Fear Is the Key (novel) explained

Fear Is the Key
Author:Alistair MacLean
Cover Artist:John Keay[1]
Country:United Kingdom
Language:English
Genre:Thriller novel
Publisher:Collins (UK)
Fawcett (US)
Release Date:1961
Pages:234 pp.
Preceded By:The Last Frontier
Followed By:The Dark Crusader

Fear Is the Key is a 1961 first-person narrative thriller novel by Scottish author Alistair MacLean.

Plot introduction

In the prologue, set in May 1958, John Talbot, owner of Trans Carib Air Charter Co, is at an airfield in British Honduras, awaiting radio contact with one of his aircraft en route to Tampa, Florida, which is being piloted by his twin brother and in which his wife and baby son are passengers.
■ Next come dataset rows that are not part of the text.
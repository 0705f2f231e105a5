use std::time::Instant;

use crate::{
    audit::{AuditOptions, AuditReport, cross_check},
    rotation::{RotationError, Strategy},
};

pub mod audit;
mod helper;
pub mod rotation;
pub mod sequence;

pub use rotation::{who_is_next, who_is_next_with};

/// Verbosity level enum
#[derive(Clone, Copy, PartialEq, Eq, Debug)]
pub enum VerbosityLevel {
    OnlyResult = 0,
    All = 1,
}

/// Enum representing the audit exit codes
#[derive(Clone, Copy, PartialEq, Eq, Debug)]
pub enum AuditExitCode {
    Consistent = 0,
    Diverged = 2,
}

/// Duration between `start` and `end` in seconds
#[allow(clippy::cast_precision_loss)]
fn duration_in_seconds(start: Instant, end: Instant) -> f64 {
    (end - start).as_micros() as f64 / 1e6
}

/// Print the audit parameters
fn print_audit_options(opts: &AuditOptions) {
    print!(
        "
============================[ Audit Parameters ]===============================
|                                                                             |
|  Exhaustive participants: {:>12}                                      |
|  Exhaustive positions:    {:>12}                                      |
|  Random samples:          {:>12}                                      |
|  Max random position:     {:>12}                                      |
|  Seed:                    {:>12}                                      |
|                                                                             |
",
        opts.max_participants,
        opts.exhaustive_positions,
        opts.random_samples,
        opts.max_random_position,
        opts.seed
    );
}

/// Print stats after the audit finished
#[allow(clippy::cast_precision_loss)]
fn print_audit_summary(report: &AuditReport, start_time: Instant, end_time: Instant) {
    let total_time = duration_in_seconds(start_time, end_time);
    let checks_per_s = report.checked as f64 / total_time;
    print!(
        "============================[      Summary      ]==============================
|                                                                             |
|  #Checked:             {:>12} ({:>12.3}/sec)                      |
|  #Divergences:         {:>12}                                         |
|  Total time:           {:>12.6}                                         |
|                                                                             |
===============================================================================
",
        report.checked,
        checks_per_s,
        report.divergences.len(),
        total_time
    );
}

/// Print every divergence found
fn print_divergences(report: &AuditReport) {
    println!();
    if report.is_consistent() {
        println!("CONSISTENT");
        return;
    }
    println!("DIVERGED");
    for d in &report.divergences {
        println!(
            "position {} participants {}: {} {:?}, {} {:?}, expected {:?}",
            d.position,
            d.participants,
            Strategy::Rounds.name(),
            d.rounds,
            Strategy::Turns.name(),
            d.turns,
            d.expected
        );
    }
}

/// Resolves and prints the recipient of position `n` among `names`
pub fn print_recipient(
    n: i64,
    names: &[String],
    logging_level: VerbosityLevel,
) -> Result<(), RotationError> {
    let start_time = Instant::now();
    let recipient = who_is_next(n, names)?;
    if logging_level == VerbosityLevel::All {
        let end_time = Instant::now();
        println!(
            "{} participants, resolved by {} in {:.6}s",
            names.len(),
            Strategy::CANONICAL.name(),
            duration_in_seconds(start_time, end_time)
        );
    }
    println!("{recipient}");
    Ok(())
}

/// Runs the strategy audit and prints its outcome
#[must_use]
pub fn run_audit(opts: &AuditOptions, logging_level: VerbosityLevel) -> AuditExitCode {
    let start_time = Instant::now();
    if logging_level == VerbosityLevel::All {
        print_audit_options(opts);
    }

    let report = cross_check(opts);

    if logging_level == VerbosityLevel::All {
        let end_time = Instant::now();
        print_audit_summary(&report, start_time, end_time);
    }
    print_divergences(&report);

    if report.is_consistent() {
        AuditExitCode::Consistent
    } else {
        AuditExitCode::Diverged
    }
}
Not long after he establishes contact the aircraft is attacked by a P-51 Mustang, after which all contact is lost.

Two years later Talbot is on trial for robbing a bank. At a point where his guilt is in doubt, new information comes to light implicating him in the death of a police officer. Now desperate, he escapes by taking a young woman hostage from the court room and stealing a car. However, he is tracked down by a private detective, Herman Jablonski, who reveals that the young woman is Mary Ruthven, daughter of oil millionaire General Ruthven. Jablonski turns Talbot over to the General and his three business associates - Vyland, Royale and Larry (Vyland’s drug-addict son) - who, instead of turning him over to the police, hire him for an unspecified task, retaining Jablonski to keep him under guard.
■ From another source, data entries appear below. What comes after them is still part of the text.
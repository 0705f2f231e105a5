//! Literal layout of the allocation sequence, one slot at a time

use std::iter::FusedIterator;

use crate::{helper::grow_batch, rotation::options::INITIAL_BATCH_SIZE};

/// One position of the sequence and its owner
#[derive(Clone, Copy, PartialEq, Eq, Debug)]
pub struct Slot {
    /// 1-based position
    pub position: u64,
    /// 0-based round the position belongs to
    pub round: u32,
    /// Index of the owning participant
    pub participant: usize,
}

/// Iterator over the allocation sequence for a fixed number of participants
///
/// Stops once the next position or batch size would leave `u64`.
/// Yields nothing for zero participants.
#[derive(Clone, Debug)]
pub struct Allocation {
    num_participants: usize,
    round: u32,
    participant: usize,
    /// Batch size of the current round
    batch: u64,
    /// Slots already handed out from the current batch
    offset: u64,
    next_position: Option<u64>,
}

impl Allocation {
    /// Start the sequence at position 1
    #[must_use]
    pub const fn new(num_participants: usize) -> Self {
        Self {
            num_participants,
            round: 0,
            participant: 0,
            batch: INITIAL_BATCH_SIZE,
            offset: 0,
            next_position: if num_participants == 0 { None } else { Some(1) },
        }
    }

    /// Batch size of the round the next slot belongs to
    #[must_use]
    pub const fn batch_size(&self) -> u64 {
        self.batch
    }
}

impl Iterator for Allocation {
    type Item = Slot;

    fn next(&mut self) -> Option<Slot> {
        let position = self.next_position?;
        let slot = Slot {
            position,
            round: self.round,
            participant: self.participant,
        };

        let mut exhausted = false;
        self.offset += 1;
        if self.offset == self.batch {
            self.offset = 0;
            self.participant += 1;
            if self.participant == self.num_participants {
                self.participant = 0;
                self.round += 1;
                match grow_batch(self.batch) {
                    Some(batch) => self.batch = batch,
                    None => exhausted = true,
                }
            }
        }
        self.next_position = if exhausted {
            None
        } else {
            position.checked_add(1)
        };

        Some(slot)
    }
}

impl FusedIterator for Allocation {}
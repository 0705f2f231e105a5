use thiserror::Error;

/// Coarse classification of a [`RotationError`]
#[derive(Clone, Copy, PartialEq, Eq, Debug)]
pub enum ErrorKind {
    /// Caller passed a position below 1 or no participants
    InvalidArgument,
    /// Batch arithmetic left the range of `u64`
    Overflow,
}

/// Errors surfaced while resolving the owner of a position
#[derive(Clone, Copy, PartialEq, Eq, Debug, Error)]
pub enum RotationError {
    #[error("position must be at least 1, got {0}")]
    InvalidPosition(i64),
    #[error("at least one participant is required")]
    NoParticipants,
    #[error("batch sizes overflow u64 resolving position {position} among {participants} participants")]
    Overflow { position: u64, participants: usize },
}

impl RotationError {
    /// Error kind
    #[must_use]
    pub const fn kind(self) -> ErrorKind {
        match self {
            Self::InvalidPosition(_) | Self::NoParticipants => ErrorKind::InvalidArgument,
            Self::Overflow { .. } => ErrorKind::Overflow,
        }
    }
}
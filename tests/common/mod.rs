use doubling_rota::sequence::Allocation;

/// Participants of the worked example
#[allow(dead_code)]
pub const ABC: [&str; 3] = ["A", "B", "C"];

/// Names `P0`, `P1`, ... for `num_participants` participants
#[allow(dead_code)]
pub fn participant_names(num_participants: usize) -> Vec<String> {
    (0..num_participants).map(|i| format!("P{i}")).collect()
}

/// Owner of `position` by walking the sequence layout
#[allow(dead_code)]
pub fn layout_owner(position: u64, num_participants: usize) -> usize {
    Allocation::new(num_participants)
        .find(|slot| slot.position == position)
        .map(|slot| slot.participant)
        .unwrap()
}
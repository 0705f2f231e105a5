//! Cross-checks the two strategies against each other and against the
//! literal sequence layout

use log::{debug, warn};
use rand::{Rng, SeedableRng};

use crate::{
    rotation::{RotationError, Strategy, options},
    sequence::Allocation,
};

/// Audit parameters
#[derive(Clone, Copy, PartialEq, Eq, Debug)]
pub struct AuditOptions {
    /// Participant counts `1..=max_participants` are swept exhaustively
    pub max_participants: usize,
    /// Positions `1..=exhaustive_positions` are swept per participant count
    pub exhaustive_positions: u64,
    /// Number of random samples
    pub random_samples: usize,
    /// Upper bound for random positions
    pub max_random_position: u64,
    /// Upper bound for random participant counts
    pub max_random_participants: usize,
    /// Seed of the random generator
    pub seed: u64,
}

impl Default for AuditOptions {
    fn default() -> Self {
        Self {
            max_participants: options::AUDIT_MAX_PARTICIPANTS,
            exhaustive_positions: options::AUDIT_EXHAUSTIVE_POSITIONS,
            random_samples: options::AUDIT_RANDOM_SAMPLES,
            max_random_position: options::AUDIT_MAX_RANDOM_POSITION,
            max_random_participants: options::AUDIT_MAX_RANDOM_PARTICIPANTS,
            seed: options::AUDIT_SEED,
        }
    }
}

/// Input on which the strategies (or the sequence layout) disagree
#[derive(Clone, Copy, PartialEq, Eq, Debug)]
pub struct Divergence {
    /// Position that was resolved
    pub position: u64,
    /// Number of participants
    pub participants: usize,
    /// Owner according to the sequence layout, if it was consulted
    pub expected: Option<usize>,
    /// Result of the round-synchronous strategy
    pub rounds: Result<usize, RotationError>,
    /// Result of the per-participant strategy
    pub turns: Result<usize, RotationError>,
}

/// Audit result
#[derive(Clone, PartialEq, Eq, Debug, Default)]
pub struct AuditReport {
    /// Number of `(position, participants)` pairs compared
    pub checked: usize,
    pub divergences: Vec<Divergence>,
}

impl AuditReport {
    /// Whether no divergence was found
    #[must_use]
    pub fn is_consistent(&self) -> bool {
        self.divergences.is_empty()
    }

    fn compare(&mut self, position: u64, participants: usize, expected: Option<usize>) {
        self.checked += 1;
        let rounds = Strategy::Rounds.owner_index(position, participants);
        let turns = Strategy::Turns.owner_index(position, participants);
        let agrees = rounds == turns && expected.is_none_or(|idx| rounds == Ok(idx));
        if !agrees {
            warn!(
                "strategies diverge at position {position} with {participants} participants: \
                 rounds {rounds:?}, turns {turns:?}, expected {expected:?}"
            );
            self.divergences.push(Divergence {
                position,
                participants,
                expected,
                rounds,
                turns,
            });
        }
    }
}

/// Run the exhaustive sweep followed by the random sweep
#[must_use]
pub fn cross_check(opts: &AuditOptions) -> AuditReport {
    let mut report = AuditReport::default();

    debug!(
        "exhaustive sweep: {} participants x {} positions",
        opts.max_participants, opts.exhaustive_positions
    );
    for participants in 1..=opts.max_participants {
        let limit = opts.exhaustive_positions;
        for slot in Allocation::new(participants).take_while(|s| s.position <= limit) {
            report.compare(slot.position, participants, Some(slot.participant));
        }
    }

    if opts.max_random_position >= 1 && opts.max_random_participants >= 1 {
        debug!("random sweep: {} samples, seed {}", opts.random_samples, opts.seed);
        let mut random_gen = rand::rngs::SmallRng::seed_from_u64(opts.seed);
        for _ in 0..opts.random_samples {
            let position = random_gen.random_range(1..=opts.max_random_position);
            let participants = random_gen.random_range(1..=opts.max_random_participants);
            report.compare(position, participants, None);
        }
    }

    report
}
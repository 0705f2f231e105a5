use crate::helper::usize_to_u64;

mod error;
pub mod options;
pub mod rounds;
pub mod turns;

pub use error::{ErrorKind, RotationError};

/// Algorithm used to resolve a position to its owner
#[derive(Clone, Copy, PartialEq, Eq, Debug)]
pub enum Strategy {
    /// Synchronized rounds; every participant shares one batch size per round
    Rounds,
    /// One batch size per participant, doubled after each of its turns
    Turns,
}

impl Strategy {
    /// Strategy used by [`who_is_next`]
    pub const CANONICAL: Self = Self::Turns;
    /// All strategies
    pub const ALL: [Self; 2] = [Self::Rounds, Self::Turns];

    /// Index of the participant owning the 1-based `position`
    pub fn owner_index(
        self,
        position: u64,
        num_participants: usize,
    ) -> Result<usize, RotationError> {
        match self {
            Self::Rounds => rounds::owner_index(position, num_participants),
            Self::Turns => turns::owner_index(position, num_participants),
        }
    }

    /// Short name
    #[must_use]
    pub const fn name(self) -> &'static str {
        match self {
            Self::Rounds => "rounds",
            Self::Turns => "turns",
        }
    }
}

/// Validate a position and participant count; returns the count as `u64`
pub(crate) fn check_arguments(
    position: u64,
    num_participants: usize,
) -> Result<u64, RotationError> {
    if position == 0 {
        return Err(RotationError::InvalidPosition(0));
    }
    if num_participants == 0 {
        return Err(RotationError::NoParticipants);
    }
    usize_to_u64(num_participants).ok_or(RotationError::Overflow {
        position,
        participants: num_participants,
    })
}

/// Participant receiving the `n`-th item
///
/// Round `r` hands every participant `2^r` consecutive items, in order.
/// Fails with an invalid argument error for `n < 1` or no participants.
pub fn who_is_next<T>(n: i64, participants: &[T]) -> Result<&T, RotationError> {
    who_is_next_with(Strategy::CANONICAL, n, participants)
}

/// [`who_is_next`] with an explicit strategy
pub fn who_is_next_with<T>(
    strategy: Strategy,
    n: i64,
    participants: &[T],
) -> Result<&T, RotationError> {
    let position = u64::try_from(n)
        .ok()
        .filter(|&p| p >= 1)
        .ok_or(RotationError::InvalidPosition(n))?;
    let idx = strategy.owner_index(position, participants.len())?;
    Ok(&participants[idx])
}

/// Last position of round `round` (0-based), i.e. `L * (2^(round + 1) - 1)`
///
/// `None` for zero participants or when the boundary does not fit in `u64`.
#[must_use]
pub fn round_boundary(round: u32, num_participants: usize) -> Option<u64> {
    if num_participants == 0 {
        return None;
    }
    let per_participant = match round {
        0..=62 => (1u64 << (round + 1)) - 1,
        63 => u64::MAX,
        _ => return None,
    };
    per_participant.checked_mul(usize_to_u64(num_participants)?)
}
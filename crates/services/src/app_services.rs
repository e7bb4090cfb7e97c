use std::sync::Arc;

use storage::repository::Storage;

use crate::Clock;
use crate::error::AppServicesError;
use crate::progress_service::ProgressService;

/// Assembles app-facing services over a storage backend.
#[derive(Clone)]
pub struct AppServices {
    progress: Arc<ProgressService>,
}

impl AppServices {
    /// Build services backed by `SQLite` storage.
    ///
    /// # Errors
    ///
    /// Returns `AppServicesError` if storage initialization fails.
    pub async fn new_sqlite(db_url: &str, clock: Clock) -> Result<Self, AppServicesError> {
        let storage = Storage::sqlite(db_url).await?;
        Ok(Self::from_storage(clock, &storage))
    }

    /// Build services over an in-memory backend, mostly for tests.
    #[must_use]
    pub fn in_memory(clock: Clock) -> Self {
        Self::from_storage(clock, &Storage::in_memory())
    }

    #[must_use]
    pub fn from_storage(clock: Clock, storage: &Storage) -> Self {
        Self {
            progress: Arc::new(ProgressService::from_storage(clock, storage)),
        }
    }

    #[must_use]
    pub fn progress(&self) -> Arc<ProgressService> {
        Arc::clone(&self.progress)
    }
}
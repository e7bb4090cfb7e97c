#![forbid(unsafe_code)]

//! Persistence for course progress tracking: repository contracts, an
//! in-memory backend for tests and prototyping, and the `SQLite` backend.

pub mod repository;
pub mod sqlite;

pub use repository::{
    CompletionPersistence, CourseRepository, EnrollmentRepository, InMemoryRepository,
    ProgressRepository, Storage, StorageError,
};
In a plot reveal, we discover that Talbot and Jablonski, a former police officer, have engineered the scenario, for reasons as yet unknown. Talbot slips out of the General's house and travels to an oil platform in the Gulf of Mexico, searching it for signs of something out of the ordinary. On his return he finds Royale and Larry burying something in the grounds of the General's house. After they have finished he discovers that they were burying Jablonski's body and, now needing another ally, persuades Ruthven's British chauffeur, Kennedy, to help him.
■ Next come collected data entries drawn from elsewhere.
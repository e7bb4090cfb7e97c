use chrono::{DateTime, Utc};
use course_core::model::{CourseId, LessonProgress, UserId};
use sqlx::{Row, Sqlite, Transaction};

use super::SqliteRepository;
use super::mapping::{id_i64, map_progress_row, ser};
use crate::repository::{ProgressRepository, StorageError};

#[async_trait::async_trait]
impl ProgressRepository for SqliteRepository {
    async fn completed_for_course(
        &self,
        user_id: UserId,
        course_id: CourseId,
    ) -> Result<Vec<LessonProgress>, StorageError> {
        let rows = sqlx::query(
            r"
            SELECT p.user_id, p.lesson_id, p.completed_at, p.score, p.time_spent_seconds
            FROM lesson_progress p
            JOIN lessons l ON p.lesson_id = l.id
            JOIN modules m ON l.module_id = m.id
            WHERE p.user_id = ?1 AND m.course_id = ?2
            ORDER BY p.completed_at ASC, p.lesson_id ASC
            ",
        )
        .bind(user_id.to_string())
        .bind(id_i64("course_id", course_id.value())?)
        .fetch_all(&self.pool)
        .await
        .map_err(|e| StorageError::Connection(e.to_string()))?;

        let mut out = Vec::with_capacity(rows.len());
        for row in rows {
            out.push(map_progress_row(&row)?);
        }
        Ok(out)
    }

    async fn upsert_progress(&self, row: &LessonProgress) -> Result<LessonProgress, StorageError> {
        let mut tx = self
            .pool
            .begin()
            .await
            .map_err(|e| StorageError::Connection(e.to_string()))?;

        let stored = upsert_progress_tx(&mut tx, row).await?;

        tx.commit()
            .await
            .map_err(|e| StorageError::Connection(e.to_string()))?;

        Ok(stored)
    }
}

/// Upserts a progress row inside an open transaction.
///
/// Shared between the standalone upsert and `record_completion`, which also
/// writes the enrollment status in the same transaction. The existing
/// timestamp acts as a floor so a repeated completion can only move the
/// timestamp forward.
pub(super) async fn upsert_progress_tx(
    tx: &mut Transaction<'_, Sqlite>,
    row: &LessonProgress,
) -> Result<LessonProgress, StorageError> {
    let lesson_id = id_i64("lesson_id", row.lesson_id().value())?;

    let known = sqlx::query("SELECT 1 FROM lessons WHERE id = ?1")
        .bind(lesson_id)
        .fetch_optional(&mut **tx)
        .await
        .map_err(|e| StorageError::Connection(e.to_string()))?;
    if known.is_none() {
        return Err(StorageError::NotFound);
    }

    let existing = sqlx::query(
        "SELECT completed_at FROM lesson_progress WHERE user_id = ?1 AND lesson_id = ?2",
    )
    .bind(row.user_id().to_string())
    .bind(lesson_id)
    .fetch_optional(&mut **tx)
    .await
    .map_err(|e| StorageError::Connection(e.to_string()))?;

    let stored = match existing {
        Some(found) => {
            let floor: DateTime<Utc> = found.try_get("completed_at").map_err(ser)?;
            row.clamped_after(floor)
        }
        None => row.clone(),
    };

    sqlx::query(
        r"
        INSERT INTO lesson_progress (user_id, lesson_id, completed_at, score, time_spent_seconds)
        VALUES (?1, ?2, ?3, ?4, ?5)
        ON CONFLICT(user_id, lesson_id) DO UPDATE SET
            completed_at = excluded.completed_at,
            score = excluded.score,
            time_spent_seconds = excluded.time_spent_seconds
        ",
    )
    .bind(stored.user_id().to_string())
    .bind(lesson_id)
    .bind(stored.completed_at())
    .bind(stored.score().map(i64::from))
    .bind(i64::from(stored.time_spent_seconds()))
    .execute(&mut **tx)
    .await
    .map_err(|e| StorageError::Connection(e.to_string()))?;

    Ok(stored)
}
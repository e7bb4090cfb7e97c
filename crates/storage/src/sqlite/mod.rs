use std::sync::Arc;
use std::time::Duration;

use sqlx::{SqlitePool, sqlite::SqlitePoolOptions};
use thiserror::Error;

use crate::repository::{
    CompletionPersistence, CourseRepository, EnrollmentRepository, ProgressRepository, Storage,
};

mod course_repo;
mod enrollment_repo;
mod mapping;
mod migrate;
mod progress_repo;

#[derive(Clone)]
pub struct SqliteRepository {
    pool: SqlitePool,
}

#[derive(Debug, Error)]
#[non_exhaustive]
pub enum SqliteInitError {
    #[error(transparent)]
    Sqlx(#[from] sqlx::Error),
}

impl SqliteRepository {
    /// Connect to `SQLite` using the given URL.
    ///
    /// The busy timeout is what serializes concurrent completion writes for
    /// the same (user, lesson) key instead of surfacing `SQLITE_BUSY`.
    ///
    /// # Errors
    ///
    /// Returns `SqliteInitError` if the connection cannot be established or
    /// if enforcing foreign key constraints fails during setup.
    pub async fn connect(database_url: &str) -> Result<Self, SqliteInitError> {
        let pool = SqlitePoolOptions::new()
            .max_connections(5)
            .acquire_timeout(Duration::from_secs(5))
            .after_connect(|conn, _meta| {
                Box::pin(async move {
                    sqlx::query("PRAGMA foreign_keys = ON;")
                        .execute(&mut *conn)
                        .await?;
                    sqlx::query("PRAGMA journal_mode = WAL;")
                        .execute(&mut *conn)
                        .await?;
                    sqlx::query("PRAGMA busy_timeout = 5000;")
                        .execute(&mut *conn)
                        .await?;
                    Ok(())
                })
            })
            .connect(database_url)
            .await?;
        Ok(Self { pool })
    }

    #[must_use]
    pub fn pool(&self) -> &SqlitePool {
        &self.pool
    }

    /// Create tables if they do not exist.
    ///
    /// # Errors
    ///
    /// Returns `SqliteInitError` if migration queries fail.
    pub async fn migrate(&self) -> Result<(), SqliteInitError> {
        migrate::run_migrations(&self.pool).await
    }
}

impl Storage {
    /// Build a `Storage` backed by `SQLite`.
    ///
    /// # Errors
    ///
    /// Returns `SqliteInitError` if connection or migrations cannot be
    /// completed.
    pub async fn sqlite(database_url: &str) -> Result<Self, SqliteInitError> {
        let repo = SqliteRepository::connect(database_url).await?;
        repo.migrate().await?;
        let courses: Arc<dyn CourseRepository> = Arc::new(repo.clone());
        let progress: Arc<dyn ProgressRepository> = Arc::new(repo.clone());
        let enrollments: Arc<dyn EnrollmentRepository> = Arc::new(repo.clone());
        let completions: Arc<dyn CompletionPersistence> = Arc::new(repo);
        Ok(Self {
            courses,
            progress,
            enrollments,
            completions,
        })
    }
}

#[cfg(test)]
mod tests {
    use super::*;

    #[test]
    fn repository_is_send_sync() {
        fn assert_send_sync<T: Send + Sync>() {}
        assert_send_sync::<SqliteRepository>();
    }
}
Talbot returns to the house and next day is taken to the oil platform, where he finds that Ruthven and his associates need Talbot to operate a submersible. Talbot carries out another reconnaissance of the platform, in the process killing Larry who had been suspicious of him. Managing to avoid further discovery, he and the remaining two associates use the submersible to investigate the wreck of a DC-3. Talbot turns the tables on his captors, revealing that the wrecked aircraft contains the bodies of his family. The aircraft was shot down by Vyland's associates in order to steal its cargo of gold; they have been threatening the General and his family to force him to provide the necessary resources. Talbot has been working for the authorities all along and convinces Vyland and Royale that, after temporarily disconnecting the submersible’s oxygen supply, he is now ready to die on the ocean floor beside his family, eliciting a terror-stricken confession from the two men, their fear of death being the key that unlocks the confession, which is relayed to witnesses on the oil platform. Talbot then returns to the oil platform, where Vyland throws himself to his death from a ladder. Royale survives to be tried and sentenced to death, Mary and Kennedy end up together and Talbot, politely turning down General Ruthven's offer of any reward of his choosing, walks off alone.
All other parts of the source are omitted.